### Required action
Which lines run from the line containing "to unit total." through the end of the records below? Reproduce them exactly, and nothing else.

Stored data:
-=-=-=-=-
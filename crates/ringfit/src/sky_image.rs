//! Intensity grid with sky-convention pixel geometry.
//!
//! Rows run bottom to top (y increasing with row index), columns run
//! left to right with x *decreasing* (east to the left, as on the sky).
//! The grid covers `x_range × y_range` with square or rectangular pixels
//! of size `width / ncols` by `height / nrows`; samples sit at pixel
//! centres.

use nalgebra::DMatrix;
use serde::{Deserialize, Serialize};

use crate::error::{FilterError, Result};
use crate::raster::pixel_centers;

/// Non-negative intensity samples on a regular sky grid.
#[derive(Debug, Clone, PartialEq, Serialize, Deserialize)]
#[serde(try_from = "SkyImageSpec", into = "SkyImageSpec")]
pub struct SkyImage {
    values: DMatrix<f64>,
    x_range: [f64; 2],
    y_range: [f64; 2],
}

/// Serialized form: row-major rows, bottom row first.
#[derive(Debug, Clone, Serialize, Deserialize)]
struct SkyImageSpec {
    x_range: [f64; 2],
    y_range: [f64; 2],
    rows: Vec<Vec<f64>>,
}

impl TryFrom<SkyImageSpec> for SkyImage {
    type Error = FilterError;

    fn try_from(spec: SkyImageSpec) -> Result<Self> {
        let ny = spec.rows.len();
        let nx = spec.rows.first().map_or(0, Vec::len);
        if let Some(bad) = spec.rows.iter().position(|r| r.len() != nx) {
            return Err(FilterError::InvalidImage(format!(
                "row {bad} has {} samples, expected {nx}",
                spec.rows[bad].len()
            )));
        }
        let values = DMatrix::from_fn(ny, nx, |i, j| spec.rows[i][j]);
        Self::from_ranges(values, spec.x_range, spec.y_range)
    }
}

impl From<SkyImage> for SkyImageSpec {
    fn from(img: SkyImage) -> Self {
        let rows = img
            .values
            .row_iter()
            .map(|r| r.iter().copied().collect())
            .collect();
        Self {
            x_range: img.x_range,
            y_range: img.y_range,
            rows,
        }
    }
}

fn check_range(name: &str, r: [f64; 2]) -> Result<()> {
    if r[0].is_finite() && r[1].is_finite() && r[0] < r[1] {
        Ok(())
    } else {
        Err(FilterError::InvalidImage(format!(
            "{name} must be finite and increasing, got [{}, {}]",
            r[0], r[1]
        )))
    }
}

impl SkyImage {
    /// Wrap `values` (`nrows = ny`, `ncols = nx`) covering the given ranges.
    pub fn from_ranges(values: DMatrix<f64>, x_range: [f64; 2], y_range: [f64; 2]) -> Result<Self> {
        if values.nrows() == 0 || values.ncols() == 0 {
            return Err(FilterError::InvalidImage("empty grid".to_string()));
        }
        check_range("x_range", x_range)?;
        check_range("y_range", y_range)?;
        if let Some(v) = values.iter().find(|v| !v.is_finite() || **v < 0.0) {
            return Err(FilterError::InvalidImage(format!(
                "samples must be finite and non-negative, found {v}"
            )));
        }
        Ok(Self {
            values,
            x_range,
            y_range,
        })
    }

    /// Square grid centred on the origin with field of view `fov` per side.
    pub fn centered(values: DMatrix<f64>, fov: f64) -> Result<Self> {
        let half = 0.5 * fov;
        Self::from_ranges(values, [-half, half], [-half, half])
    }

    /// Samples, `nrows = ny` by `ncols = nx`.
    pub fn values(&self) -> &DMatrix<f64> {
        &self.values
    }

    /// Number of columns.
    pub fn nx(&self) -> usize {
        self.values.ncols()
    }

    /// Number of rows.
    pub fn ny(&self) -> usize {
        self.values.nrows()
    }

    /// Physical x extent `[min, max]`.
    pub fn x_range(&self) -> [f64; 2] {
        self.x_range
    }

    /// Physical y extent `[min, max]`.
    pub fn y_range(&self) -> [f64; 2] {
        self.y_range
    }

    /// Pixel width.
    pub fn psize_x(&self) -> f64 {
        (self.x_range[1] - self.x_range[0]) / self.nx() as f64
    }

    /// Pixel height.
    pub fn psize_y(&self) -> f64 {
        (self.y_range[1] - self.y_range[0]) / self.ny() as f64
    }

    /// Field of view `(width, height)`.
    pub fn fov(&self) -> (f64, f64) {
        (
            self.x_range[1] - self.x_range[0],
            self.y_range[1] - self.y_range[0],
        )
    }

    /// Column centres, decreasing left to right.
    pub fn x_centers(&self) -> Vec<f64> {
        pixel_centers(self.nx(), self.x_range, true)
    }

    /// Row centres, increasing bottom to top.
    pub fn y_centers(&self) -> Vec<f64> {
        pixel_centers(self.ny(), self.y_range, false)
    }

    /// Sum of all samples.
    pub fn total(&self) -> f64 {
        self.values.sum()
    }

    /// Copy rescaled to unit total.
    pub fn normalized(&self) -> Result<Self> {
        let total = self.total();
        if !(total.is_finite() && total > 0.0) {
            return Err(FilterError::DegenerateDistribution(format!(
                "image total intensity is {total}"
            )));
        }
        Ok(Self {
            values: &self.values / total,
            x_range: self.x_range,
            y_range: self.y_range,
        })
    }

    /// Bilinear interpolation between pixel centres.
    ///
    /// Points outside the field of view read as zero; points inside the
    /// outer half-pixel border take the nearest edge value.
    pub fn interpolate(&self, x: f64, y: f64) -> f64 {
        let [x_min, x_max] = self.x_range;
        let [y_min, y_max] = self.y_range;
        if !(x >= x_min && x <= x_max && y >= y_min && y <= y_max) {
            return 0.0;
        }
        let nx = self.nx();
        let ny = self.ny();
        let fj = ((x_max - x) / self.psize_x() - 0.5).clamp(0.0, (nx - 1) as f64);
        let fi = ((y - y_min) / self.psize_y() - 0.5).clamp(0.0, (ny - 1) as f64);

        let j0 = fj.floor() as usize;
        let i0 = fi.floor() as usize;
        let j1 = (j0 + 1).min(nx - 1);
        let i1 = (i0 + 1).min(ny - 1);
        let tj = fj - j0 as f64;
        let ti = fi - i0 as f64;

        let v = &self.values;
        let bottom = v[(i0, j0)] * (1.0 - tj) + v[(i0, j1)] * tj;
        let top = v[(i1, j0)] * (1.0 - tj) + v[(i1, j1)] * tj;
        bottom * (1.0 - ti) + top * ti
    }
}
-=-=-=-=-
### Result of the exercise
    /// Copy rescaled to unit total.
    pub fn normalized(&self) -> Result<Self> {
        let total = self.total();
        if !(total.is_finite() && total > 0.0) {
            return Err(FilterError::DegenerateDistribution(format!(
                "image total intensity is {total}"
            )));
        }
        Ok(Self {
            values: &self.values / total,
            x_range: self.x_range,
            y_range: self.y_range,
        })
    }

    /// Bilinear interpolation between pixel centres.
    ///
    /// Points outside the field of view read as zero; points inside the
    /// outer half-pixel border take the nearest edge value.
    pub fn interpolate(&self, x: f64, y: f64) -> f64 {
        let [x_min, x_max] = self.x_range;
        let [y_min, y_max] = self.y_range;
        if !(x >= x_min && x <= x_max && y >= y_min && y <= y_max) {
            return 0.0;
        }
        let nx = self.nx();
        let ny = self.ny();
        let fj = ((x_max - x) / self.psize_x() - 0.5).clamp(0.0, (nx - 1) as f64);
        let fi = ((y - y_min) / self.psize_y() - 0.5).clamp(0.0, (ny - 1) as f64);

        let j0 = fj.floor() as usize;
        let i0 = fi.floor() as usize;
        let j1 = (j0 + 1).min(nx - 1);
        let i1 = (i0 + 1).min(ny - 1);
        let tj = fj - j0 as f64;
        let ti = fi - i0 as f64;

        let v = &self.values;
        let bottom = v[(i0, j0)] * (1.0 - tj) + v[(i0, j1)] * tj;
        let top = v[(i1, j0)] * (1.0 - tj) + v[(i1, j1)] * tj;
        bottom * (1.0 - ti) + top * ti
    }
}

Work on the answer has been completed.